__What you have to do__
Check each line of the entries below for the word "every", and copy the lines that have it.

__Material for the task__
^^^^^^^^
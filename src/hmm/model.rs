use ndarray::{s, Array2, Array3, ArrayView1, ArrayViewMut1};
use serde::{Deserialize, Serialize};

use std::convert::TryFrom;

use crate::error::{Error, Result};

/// Column of `Hmm::a` holding the self-loop probability.
pub const STAY: usize = 0;
/// Column of `Hmm::a` holding the probability of moving to the next state
/// (leaving the model when taken from the last state).
pub const ADVANCE: usize = 1;

/// Lower bound applied to transition probabilities and mixture weights.
pub const PROBABILITY_FLOOR: f64 = 1.0e-30;

/// Left-to-right HMM with diagonal Gaussian mixture emissions.
///
/// Parameters are stored in flat arrays indexed by state first:
/// `a` is `N x 2` (stay, advance), `weights` is `N x M`, `means` and
/// `variances` are `N x M x D`.
#[derive(Debug, Clone, PartialEq, Serialize, Deserialize)]
#[serde(try_from = "RawHmm")]
pub struct Hmm {
    pub a: Array2<f64>,
    pub weights: Array2<f64>,
    pub means: Array3<f64>,
    pub variances: Array3<f64>,
}

/// Deserialized parameter blocks, checked by `Hmm::from_parts` before use.
#[derive(Deserialize)]
struct RawHmm {
    a: Array2<f64>,
    weights: Array2<f64>,
    means: Array3<f64>,
    variances: Array3<f64>,
}

impl TryFrom<RawHmm> for Hmm {
    type Error = Error;

    fn try_from(raw: RawHmm) -> Result<Self> {
        Hmm::from_parts(raw.a, raw.weights, raw.means, raw.variances)
    }
}

impl Hmm {

    /// Model with uniform transitions and weights, zero means and unit variances.
    pub fn new(nstates: usize, nmix: usize, dim: usize) -> Self {
        let a = Array2::from_elem((nstates, 2), 0.5);
        let weights = Array2::from_elem((nstates, nmix), 1.0 / nmix as f64);
        let means = Array3::zeros((nstates, nmix, dim));
        let variances = Array3::ones((nstates, nmix, dim));
        Self { a, weights, means, variances }
    }

    pub fn from_parts(a: Array2<f64>, weights: Array2<f64>, means: Array3<f64>, variances: Array3<f64>) -> Result<Self> {
        let hmm = Self { a, weights, means, variances };
        hmm.check_layout()?;
        Ok(hmm)
    }

    /// Verifies that the parameter blocks describe the same non-empty
    /// N, M and D.
    pub fn check_layout(&self) -> Result<()> {
        let (nstates, nmix, dim) = self.means.dim();
        if nstates == 0 || nmix == 0 || dim == 0 {
            return Err(Error::Layout(format!("empty model shape {:?}", self.means.dim())));
        }
        if self.a.dim() != (nstates, 2) {
            return Err(Error::Layout(format!("transitions have shape {:?}, expected ({}, 2)", self.a.dim(), nstates)));
        }
        if self.weights.dim() != (nstates, nmix) {
            return Err(Error::Layout(format!("weights have shape {:?}, expected ({}, {})", self.weights.dim(), nstates, nmix)));
        }
        if self.variances.dim() != self.means.dim() {
            return Err(Error::Layout(format!("variances have shape {:?}, means {:?}", self.variances.dim(), self.means.dim())));
        }
        Ok(())
    }

    pub fn nstates(&self) -> usize {
        self.a.nrows()
    }

    pub fn nmix(&self) -> usize {
        self.weights.ncols()
    }

    pub fn dim(&self) -> usize {
        self.means.dim().2
    }

    pub fn exit_prob(&self) -> f64 {
        self.a[[self.nstates() - 1, ADVANCE]]
    }

    pub fn log_transition(&self, state: usize, kind: usize) -> f64 {
        self.a[[state, kind]].ln()
    }

    pub fn mean(&self, state: usize, mix: usize) -> ArrayView1<f64> {
        self.means.slice(s![state, mix, ..])
    }

    pub fn variance(&self, state: usize, mix: usize) -> ArrayView1<f64> {
        self.variances.slice(s![state, mix, ..])
    }

    pub fn is_finite(&self) -> bool {
        self.a.iter()
            .chain(self.weights.iter())
            .chain(self.means.iter())
            .chain(self.variances.iter())
            .all(|x| x.is_finite())
    }

    /// Flattens the model in persistence order: D, N, M, then for every state
    /// its two transition probabilities followed by, per component, the
    /// weight, D means and D variances.
    pub fn to_parameters(&self) -> Vec<f64> {
        let (nstates, nmix, dim) = (self.nstates(), self.nmix(), self.dim());
        let mut out = Vec::with_capacity(3 + nstates * (2 + nmix * (1 + 2 * dim)));
        out.push(dim as f64);
        out.push(nstates as f64);
        out.push(nmix as f64);
        for state in 0..nstates {
            out.push(self.a[[state, STAY]]);
            out.push(self.a[[state, ADVANCE]]);
            for mix in 0..nmix {
                out.push(self.weights[[state, mix]]);
                out.extend(self.mean(state, mix).iter());
                out.extend(self.variance(state, mix).iter());
            }
        }
        out
    }

    pub fn from_parameters(values: &[f64]) -> Result<Self> {
        if values.len() < 3 {
            return Err(Error::Layout(format!("header needs 3 values, got {}", values.len())));
        }
        let dim = header_count(values[0], "dimension")?;
        let nstates = header_count(values[1], "state count")?;
        let nmix = header_count(values[2], "mixture count")?;
        let expected = 3 + nstates * (2 + nmix * (1 + 2 * dim));
        if values.len() != expected {
            return Err(Error::Layout(format!("expected {} values for D={} N={} M={}, got {}", expected, dim, nstates, nmix, values.len())));
        }

        let mut hmm = Hmm::new(nstates, nmix, dim);
        let mut rest = values[3..].iter().copied();
        // length was checked above, the iterator can not run dry
        let mut next = || rest.next().unwrap_or(f64::NAN);
        for state in 0..nstates {
            hmm.a[[state, STAY]] = next();
            hmm.a[[state, ADVANCE]] = next();
            for mix in 0..nmix {
                hmm.weights[[state, mix]] = next();
                for d in 0..dim {
                    hmm.means[[state, mix, d]] = next();
                }
                for d in 0..dim {
                    hmm.variances[[state, mix, d]] = next();
                }
            }
        }
        Ok(hmm)
    }
}

fn header_count(value: f64, name: &str) -> Result<usize> {
    if value >= 1.0 && value.fract() == 0.0 && value <= u32::MAX as f64 {
        Ok(value as usize)
    } else {
        Err(Error::Layout(format!("{} must be a positive integer, got {}", name, value)))
    }
}

/// Raises every entry to at least `floor` and rescales the row to sum to one.
pub fn floor_and_normalize(mut row: ArrayViewMut1<f64>, floor: f64) {
    row.mapv_inplace(|p| if p < floor { floor } else { p });
    let s = row.sum();
    row /= s;
}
^^^^^^^^
__Task solution__
    /// Flattens the model in persistence order: D, N, M, then for every state
/// Raises every entry to at least `floor` and rescales the row to sum to one.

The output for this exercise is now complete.